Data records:
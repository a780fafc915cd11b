//! In-memory agent roster.
//!
//! The roster is an explicit object owned by the server and shared via
//! `Arc`. It is (re)populated only through [`AgentStore::reseed`],
//! [`AgentStore::add`], [`AgentStore::scale`] and [`AgentStore::reset`].

use cyberdash_core::{
    apply_event, filter_refs, generate_with, paginate, Agent, AgentId, AgentQuery, AlertEvent,
    CoreError, CoreResult, DriftConfig, GeneratorConfig, LiveCounters, Timestamp,
};
use serde::{Deserialize, Serialize};
use tokio::sync::RwLock;
use tracing::{debug, info};

/// Most agents a single add/scale/reseed may create.
pub const MAX_BATCH: usize = 10_000;

/// Default page size when a page is requested without one.
pub const DEFAULT_PAGE_SIZE: usize = 24;

/// Paging parameters for a roster query.
#[derive(Debug, Clone, Copy, PartialEq, Eq)]
pub struct PageRequest {
    pub page: usize,
    pub page_size: usize,
}

/// Result of a roster query.
#[derive(Debug, Clone, PartialEq, Serialize, Deserialize)]
#[cfg_attr(feature = "openapi", derive(utoipa::ToSchema))]
#[serde(rename_all = "camelCase")]
pub struct AgentListing {
    pub items: Vec<Agent>,
    /// Size of the whole roster
    pub total: usize,
    /// Number of agents matching the query
    pub filtered: usize,
    pub page: usize,
    pub total_pages: usize,
}

#[derive(Debug)]
struct Roster {
    agents: Vec<Agent>,
    counters: LiveCounters,
    seed: i64,
}

/// The mock agent backend.
#[derive(Debug)]
pub struct AgentStore {
    roster: RwLock<Roster>,
    defaults: GeneratorConfig,
    drift: DriftConfig,
}

impl AgentStore {
    /// Create a store populated from `defaults`.
    pub fn seeded(defaults: GeneratorConfig, drift: DriftConfig) -> CoreResult<Self> {
        let agents = generate_with(&defaults)?;
        info!(count = agents.len(), seed = defaults.seed, "Seeded agent roster");
        Ok(Self {
            roster: RwLock::new(Roster {
                agents,
                counters: LiveCounters::new(),
                seed: defaults.seed,
            }),
            defaults,
            drift,
        })
    }

    /// Create an empty store that will generate with `defaults`.
    pub fn empty(defaults: GeneratorConfig, drift: DriftConfig) -> Self {
        Self {
            roster: RwLock::new(Roster {
                agents: Vec::new(),
                counters: LiveCounters::new(),
                seed: defaults.seed,
            }),
            defaults,
            drift,
        }
    }

    pub fn anchor(&self) -> Timestamp {
        self.defaults.anchor
    }

    pub async fn len(&self) -> usize {
        self.roster.read().await.agents.len()
    }

    pub async fn is_empty(&self) -> bool {
        self.len().await == 0
    }

    /// Copy of the whole roster.
    pub async fn snapshot(&self) -> Vec<Agent> {
        self.roster.read().await.agents.clone()
    }

    pub async fn get(&self, id: AgentId) -> Option<Agent> {
        self.roster
            .read()
            .await
            .agents
            .iter()
            .find(|a| a.id == id)
            .cloned()
    }

    /// Filter, then optionally paginate.
    ///
    /// Without paging all matches come back as a single page.
    pub async fn query(
        &self,
        query: &AgentQuery,
        paging: Option<PageRequest>,
    ) -> CoreResult<AgentListing> {
        let roster = self.roster.read().await;
        let matches = filter_refs(&roster.agents, query);
        let filtered = matches.len();

        let (items, page, total_pages) = match paging {
            Some(req) => {
                let page = paginate(&matches, req.page_size, req.page)?;
                (
                    page.items.iter().copied().cloned().collect(),
                    page.page,
                    page.total_pages,
                )
            }
            None => (matches.into_iter().cloned().collect(), 1, 1),
        };

        Ok(AgentListing {
            items,
            total: roster.agents.len(),
            filtered,
            page,
            total_pages,
        })
    }

    /// Append `n` freshly generated agents with ids continuing densely.
    ///
    /// Returns `(added, total)`.
    pub async fn add(&self, n: usize) -> CoreResult<(usize, usize)> {
        check_batch("add", n)?;
        let mut roster = self.roster.write().await;
        let added = self.append(&mut roster, n)?;
        info!(added, total = roster.agents.len(), "Added agents");
        Ok((added, roster.agents.len()))
    }

    /// Truncate or extend the roster to exactly `n` agents. Returns the total.
    pub async fn scale(&self, n: usize) -> CoreResult<usize> {
        check_batch("scale", n)?;
        let mut roster = self.roster.write().await;
        let current = roster.agents.len();
        if n < current {
            roster.agents.truncate(n);
            let keep = n as AgentId;
            roster.counters.retain(|id, _| *id <= keep);
        } else if n > current {
            self.append(&mut roster, n - current)?;
        }
        info!(from = current, to = n, "Scaled roster");
        Ok(roster.agents.len())
    }

    /// Empty the roster and live counters.
    pub async fn reset(&self) {
        let mut roster = self.roster.write().await;
        roster.agents.clear();
        roster.counters.clear();
        info!("Roster reset");
    }

    /// Replace the roster with a fresh generation. Returns the total.
    pub async fn reseed(&self, count: Option<usize>, seed: Option<i64>) -> CoreResult<usize> {
        let count = count.unwrap_or(self.defaults.count);
        check_batch("count", count)?;
        let config = GeneratorConfig {
            count,
            seed: seed.unwrap_or(self.defaults.seed),
            first_id: 1,
            ..self.defaults.clone()
        };
        let agents = generate_with(&config)?;

        let mut roster = self.roster.write().await;
        roster.agents = agents;
        roster.counters.clear();
        roster.seed = config.seed;
        info!(count, seed = config.seed, "Reseeded roster");
        Ok(roster.agents.len())
    }

    /// Apply one live alert event. Returns the agent's new risk if it exists.
    pub async fn apply(&self, event: &AlertEvent) -> Option<u8> {
        let mut roster = self.roster.write().await;
        let Roster {
            agents, counters, ..
        } = &mut *roster;
        let risk = apply_event(agents, counters, event, &self.drift);
        debug!(agent_id = event.agent_id, delta = event.delta, ?risk, "Applied alert event");
        risk
    }

    /// Draw an event against the current roster and apply it, all under one
    /// write lock. Returns `None` when the roster is empty.
    pub async fn apply_drawn(&self, agent_draw: f64, delta_draw: f64) -> Option<AlertEvent> {
        let mut roster = self.roster.write().await;
        let Roster {
            agents, counters, ..
        } = &mut *roster;
        let event = AlertEvent::from_draws(agents.len(), agent_draw, delta_draw)?;
        let risk = apply_event(agents, counters, &event, &self.drift);
        debug!(agent_id = event.agent_id, delta = event.delta, ?risk, "Applied drawn alert event");
        Some(event)
    }

    /// Live alert counters, keyed by agent id.
    pub async fn counters(&self) -> LiveCounters {
        self.roster.read().await.counters.clone()
    }

    fn append(&self, roster: &mut Roster, n: usize) -> CoreResult<usize> {
        if n == 0 {
            return Ok(0);
        }
        let first_id = u32::try_from(roster.agents.len() + 1)
            .map_err(|_| CoreError::invalid_argument("count", "id range overflows u32"))?;
        let config = GeneratorConfig {
            count: n,
            seed: roster.seed.wrapping_add(i64::from(first_id)),
            first_id,
            ..self.defaults.clone()
        };
        let fresh = generate_with(&config)?;
        let added = fresh.len();
        roster.agents.extend(fresh);
        Ok(added)
    }
}

fn check_batch(field: &str, n: usize) -> CoreResult<()> {
    if n > MAX_BATCH {
        return Err(CoreError::invalid_argument(
            field,
            format!("at most {} agents per request", MAX_BATCH),
        ));
    }
    Ok(())
}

Task brief: Scan the entries above and show each line that contains the word "GeneratorConfig".

Answer to the problem:
    CoreError, CoreResult, DriftConfig, GeneratorConfig, LiveCounters, Timestamp,
    defaults: GeneratorConfig,
    pub fn seeded(defaults: GeneratorConfig, drift: DriftConfig) -> CoreResult<Self> {
    pub fn empty(defaults: GeneratorConfig, drift: DriftConfig) -> Self {
        let config = GeneratorConfig {
        let config = GeneratorConfig {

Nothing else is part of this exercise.